//! Task management commands for CLI.

use clap::Subcommand;
use pomodesk_core::{Config, Repeat, Task, TaskDraft, TaskPatch};

use super::{open_store, parse_uuid, parse_when, report_persist_health, CmdResult};

#[derive(Subcommand)]
pub enum TaskAction {
    /// Create a new task
    Add {
        /// Task title
        title: String,
        /// Task description
        #[arg(long)]
        description: Option<String>,
        /// Due date (YYYY-MM-DD, YYYY-MM-DDTHH:MM or RFC 3339)
        #[arg(long)]
        due: Option<String>,
        /// Reminder time
        #[arg(long)]
        reminder: Option<String>,
        /// Repeat: none, daily, weekly or monthly
        #[arg(long)]
        repeat: Option<String>,
        /// Initial notes
        #[arg(long)]
        notes: Option<String>,
    },
    /// List tasks
    List {
        /// Include completed tasks
        #[arg(long)]
        all: bool,
        /// Print JSON
        #[arg(long)]
        json: bool,
    },
    /// Get task details
    Show {
        /// Task ID
        id: String,
    },
    /// Update a task
    Update {
        /// Task ID
        id: String,
        /// New title
        #[arg(long)]
        title: Option<String>,
        /// New description
        #[arg(long)]
        description: Option<String>,
        /// New due date
        #[arg(long, conflicts_with = "clear_due")]
        due: Option<String>,
        /// Remove the due date
        #[arg(long)]
        clear_due: bool,
        /// New reminder time
        #[arg(long, conflicts_with = "clear_reminder")]
        reminder: Option<String>,
        /// Remove the reminder
        #[arg(long)]
        clear_reminder: bool,
        /// New repeat: none, daily, weekly or monthly
        #[arg(long, conflicts_with = "clear_repeat")]
        repeat: Option<String>,
        /// Remove the repeat setting
        #[arg(long)]
        clear_repeat: bool,
        /// Set completed status
        #[arg(long)]
        completed: Option<bool>,
    },
    /// Flip a task between open and completed
    Toggle {
        /// Task ID
        id: String,
    },
    /// Delete a task (its pomodoros stay in the reports)
    Delete {
        /// Task ID
        id: String,
    },
    /// Append a note to a task
    Note {
        /// Task ID
        id: String,
        /// Note text
        text: String,
    },
    /// Subtask management
    Subtask {
        #[command(subcommand)]
        action: SubtaskAction,
    },
}

#[derive(Subcommand)]
pub enum SubtaskAction {
    /// Add a subtask
    Add {
        /// Parent task ID
        task_id: String,
        /// Subtask title
        title: String,
    },
    /// Flip a subtask between open and completed
    Toggle {
        /// Parent task ID
        task_id: String,
        /// Subtask ID
        subtask_id: String,
    },
    /// Remove a subtask
    Remove {
        /// Parent task ID
        task_id: String,
        /// Subtask ID
        subtask_id: String,
    },
}

fn summary_line(task: &Task) -> String {
    let mark = if task.completed { "x" } else { " " };
    let mut line = format!(
        "[{mark}] {}  {}  ({} pomodoros)",
        task.id, task.title, task.pomodoros_completed
    );
    if let Some(due) = task.due_date {
        line.push_str(&format!("  due {}", due.with_timezone(&chrono::Local).format("%Y-%m-%d")));
    }
    line
}

pub fn run(action: TaskAction, config: &Config) -> CmdResult {
    let mut store = open_store(config)?;

    match action {
        TaskAction::Add {
            title,
            description,
            due,
            reminder,
            repeat,
            notes,
        } => {
            let draft = TaskDraft {
                title,
                description,
                due_date: due.as_deref().map(parse_when).transpose()?,
                reminder: reminder.as_deref().map(parse_when).transpose()?,
                subtasks: Vec::new(),
                repeat: repeat.as_deref().map(str::parse::<Repeat>).transpose()?,
                notes,
            };
            let id = store.add_task(draft)?;
            println!("Task created: {id}");
            if let Some(task) = store.task(id) {
                println!("{}", serde_json::to_string_pretty(task)?);
            }
        }
        TaskAction::List { all, json } => {
            let tasks: Vec<&Task> = store
                .tasks()
                .iter()
                .filter(|task| all || !task.completed)
                .collect();
            if json {
                println!("{}", serde_json::to_string_pretty(&tasks)?);
            } else if tasks.is_empty() {
                println!("No tasks");
            } else {
                for task in tasks {
                    println!("{}", summary_line(task));
                }
            }
        }
        TaskAction::Show { id } => {
            let id = parse_uuid(&id)?;
            let task = store.task(id).ok_or(format!("Task not found: {id}"))?;
            println!("{}", serde_json::to_string_pretty(task)?);
        }
        TaskAction::Update {
            id,
            title,
            description,
            due,
            clear_due,
            reminder,
            clear_reminder,
            repeat,
            clear_repeat,
            completed,
        } => {
            let id = parse_uuid(&id)?;
            let patch = TaskPatch {
                title,
                description,
                completed,
                due_date: if clear_due {
                    Some(None)
                } else {
                    due.as_deref().map(parse_when).transpose()?.map(Some)
                },
                reminder: if clear_reminder {
                    Some(None)
                } else {
                    reminder.as_deref().map(parse_when).transpose()?.map(Some)
                },
                repeat: if clear_repeat {
                    Some(None)
                } else {
                    repeat.as_deref().map(str::parse::<Repeat>).transpose()?.map(Some)
                },
                ..TaskPatch::default()
            };
            if patch.is_empty() {
                return Err("nothing to update".into());
            }
            store.update_task(id, patch)?;
            println!("Task updated:");
            if let Some(task) = store.task(id) {
                println!("{}", serde_json::to_string_pretty(task)?);
            }
        }
        TaskAction::Toggle { id } => {
            let id = parse_uuid(&id)?;
            let completed = store.toggle_task(id)?;
            println!(
                "Task {id} marked {}",
                if completed { "completed" } else { "open" }
            );
        }
        TaskAction::Delete { id } => {
            let id = parse_uuid(&id)?;
            let task = store.delete_task(id)?;
            println!("Task deleted: {} ({})", task.id, task.title);
        }
        TaskAction::Note { id, text } => {
            let id = parse_uuid(&id)?;
            store.add_note(id, &text)?;
            println!("Note added to {id}");
        }
        TaskAction::Subtask { action } => match action {
            SubtaskAction::Add { task_id, title } => {
                let task_id = parse_uuid(&task_id)?;
                let subtask_id = store.add_subtask(task_id, &title)?;
                println!("Subtask created: {subtask_id}");
            }
            SubtaskAction::Toggle {
                task_id,
                subtask_id,
            } => {
                let done = store.toggle_subtask(parse_uuid(&task_id)?, parse_uuid(&subtask_id)?)?;
                println!(
                    "Subtask {subtask_id} marked {}",
                    if done { "completed" } else { "open" }
                );
            }
            SubtaskAction::Remove {
                task_id,
                subtask_id,
            } => {
                let removed = store.remove_subtask(parse_uuid(&task_id)?, parse_uuid(&subtask_id)?)?;
                println!("Subtask removed: {} ({})", removed.id, removed.title);
            }
        },
    }

    report_persist_health(&store);
    Ok(())
}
----
> _Your objective_
An exact copy of every entry is what is needed here.

> _Solution_
//! Task management commands for CLI.

use clap::Subcommand;
use pomodesk_core::{Config, Repeat, Task, TaskDraft, TaskPatch};

use super::{open_store, parse_uuid, parse_when, report_persist_health, CmdResult};

#[derive(Subcommand)]
pub enum TaskAction {
    /// Create a new task
    Add {
        /// Task title
        title: String,
        /// Task description
        #[arg(long)]
        description: Option<String>,
        /// Due date (YYYY-MM-DD, YYYY-MM-DDTHH:MM or RFC 3339)
        #[arg(long)]
        due: Option<String>,
        /// Reminder time
        #[arg(long)]
        reminder: Option<String>,
        /// Repeat: none, daily, weekly or monthly
        #[arg(long)]
        repeat: Option<String>,
        /// Initial notes
        #[arg(long)]
        notes: Option<String>,
    },
    /// List tasks
    List {
        /// Include completed tasks
        #[arg(long)]
        all: bool,
        /// Print JSON
        #[arg(long)]
        json: bool,
    },
    /// Get task details
    Show {
        /// Task ID
        id: String,
    },
    /// Update a task
    Update {
        /// Task ID
        id: String,
        /// New title
        #[arg(long)]
        title: Option<String>,
        /// New description
        #[arg(long)]
        description: Option<String>,
        /// New due date
        #[arg(long, conflicts_with = "clear_due")]
        due: Option<String>,
        /// Remove the due date
        #[arg(long)]
        clear_due: bool,
        /// New reminder time
        #[arg(long, conflicts_with = "clear_reminder")]
        reminder: Option<String>,
        /// Remove the reminder
        #[arg(long)]
        clear_reminder: bool,
        /// New repeat: none, daily, weekly or monthly
        #[arg(long, conflicts_with = "clear_repeat")]
        repeat: Option<String>,
        /// Remove the repeat setting
        #[arg(long)]
        clear_repeat: bool,
        /// Set completed status
        #[arg(long)]
        completed: Option<bool>,
    },
    /// Flip a task between open and completed
    Toggle {
        /// Task ID
        id: String,
    },
    /// Delete a task (its pomodoros stay in the reports)
    Delete {
        /// Task ID
        id: String,
    },
    /// Append a note to a task
    Note {
        /// Task ID
        id: String,
        /// Note text
        text: String,
    },
    /// Subtask management
    Subtask {
        #[command(subcommand)]
        action: SubtaskAction,
    },
}

#[derive(Subcommand)]
pub enum SubtaskAction {
    /// Add a subtask
    Add {
        /// Parent task ID
        task_id: String,
        /// Subtask title
        title: String,
    },
    /// Flip a subtask between open and completed
    Toggle {
        /// Parent task ID
        task_id: String,
        /// Subtask ID
        subtask_id: String,
    },
    /// Remove a subtask
    Remove {
        /// Parent task ID
        task_id: String,
        /// Subtask ID
        subtask_id: String,
    },
}

fn summary_line(task: &Task) -> String {
    let mark = if task.completed { "x" } else { " " };
    let mut line = format!(
        "[{mark}] {}  {}  ({} pomodoros)",
        task.id, task.title, task.pomodoros_completed
    );
    if let Some(due) = task.due_date {
        line.push_str(&format!("  due {}", due.with_timezone(&chrono::Local).format("%Y-%m-%d")));
    }
    line
}

pub fn run(action: TaskAction, config: &Config) -> CmdResult {
    let mut store = open_store(config)?;

    match action {
        TaskAction::Add {
            title,
            description,
            due,
            reminder,
            repeat,
            notes,
        } => {
            let draft = TaskDraft {
                title,
                description,
                due_date: due.as_deref().map(parse_when).transpose()?,
                reminder: reminder.as_deref().map(parse_when).transpose()?,
                subtasks: Vec::new(),
                repeat: repeat.as_deref().map(str::parse::<Repeat>).transpose()?,
                notes,
            };
            let id = store.add_task(draft)?;
            println!("Task created: {id}");
            if let Some(task) = store.task(id) {
                println!("{}", serde_json::to_string_pretty(task)?);
            }
        }
        TaskAction::List { all, json } => {
            let tasks: Vec<&Task> = store
                .tasks()
                .iter()
                .filter(|task| all || !task.completed)
                .collect();
            if json {
                println!("{}", serde_json::to_string_pretty(&tasks)?);
            } else if tasks.is_empty() {
                println!("No tasks");
            } else {
                for task in tasks {
                    println!("{}", summary_line(task));
                }
            }
        }
        TaskAction::Show { id } => {
            let id = parse_uuid(&id)?;
            let task = store.task(id).ok_or(format!("Task not found: {id}"))?;
            println!("{}", serde_json::to_string_pretty(task)?);
        }
        TaskAction::Update {
            id,
            title,
            description,
            due,
            clear_due,
            reminder,
            clear_reminder,
            repeat,
            clear_repeat,
            completed,
        } => {
            let id = parse_uuid(&id)?;
            let patch = TaskPatch {
                title,
                description,
                completed,
                due_date: if clear_due {
                    Some(None)
                } else {
                    due.as_deref().map(parse_when).transpose()?.map(Some)
                },
                reminder: if clear_reminder {
                    Some(None)
                } else {
                    reminder.as_deref().map(parse_when).transpose()?.map(Some)
                },
                repeat: if clear_repeat {
                    Some(None)
                } else {
                    repeat.as_deref().map(str::parse::<Repeat>).transpose()?.map(Some)
                },
                ..TaskPatch::default()
            };
            if patch.is_empty() {
                return Err("nothing to update".into());
            }
            store.update_task(id, patch)?;
            println!("Task updated:");
            if let Some(task) = store.task(id) {
                println!("{}", serde_json::to_string_pretty(task)?);
            }
        }
        TaskAction::Toggle { id } => {
            let id = parse_uuid(&id)?;
            let completed = store.toggle_task(id)?;
            println!(
                "Task {id} marked {}",
                if completed { "completed" } else { "open" }
            );
        }
        TaskAction::Delete { id } => {
            let id = parse_uuid(&id)?;
            let task = store.delete_task(id)?;
            println!("Task deleted: {} ({})", task.id, task.title);
        }
        TaskAction::Note { id, text } => {
            let id = parse_uuid(&id)?;
            store.add_note(id, &text)?;
            println!("Note added to {id}");
        }
        TaskAction::Subtask { action } => match action {
            SubtaskAction::Add { task_id, title } => {
                let task_id = parse_uuid(&task_id)?;
                let subtask_id = store.add_subtask(task_id, &title)?;
                println!("Subtask created: {subtask_id}");
            }
            SubtaskAction::Toggle {
                task_id,
                subtask_id,
            } => {
                let done = store.toggle_subtask(parse_uuid(&task_id)?, parse_uuid(&subtask_id)?)?;
                println!(
                    "Subtask {subtask_id} marked {}",
                    if done { "completed" } else { "open" }
                );
            }
            SubtaskAction::Remove {
                task_id,
                subtask_id,
            } => {
                let removed = store.remove_subtask(parse_uuid(&task_id)?, parse_uuid(&subtask_id)?)?;
                println!("Subtask removed: {} ({})", removed.id, removed.title);
            }
        },
    }

    report_persist_health(&store);
    Ok(())
}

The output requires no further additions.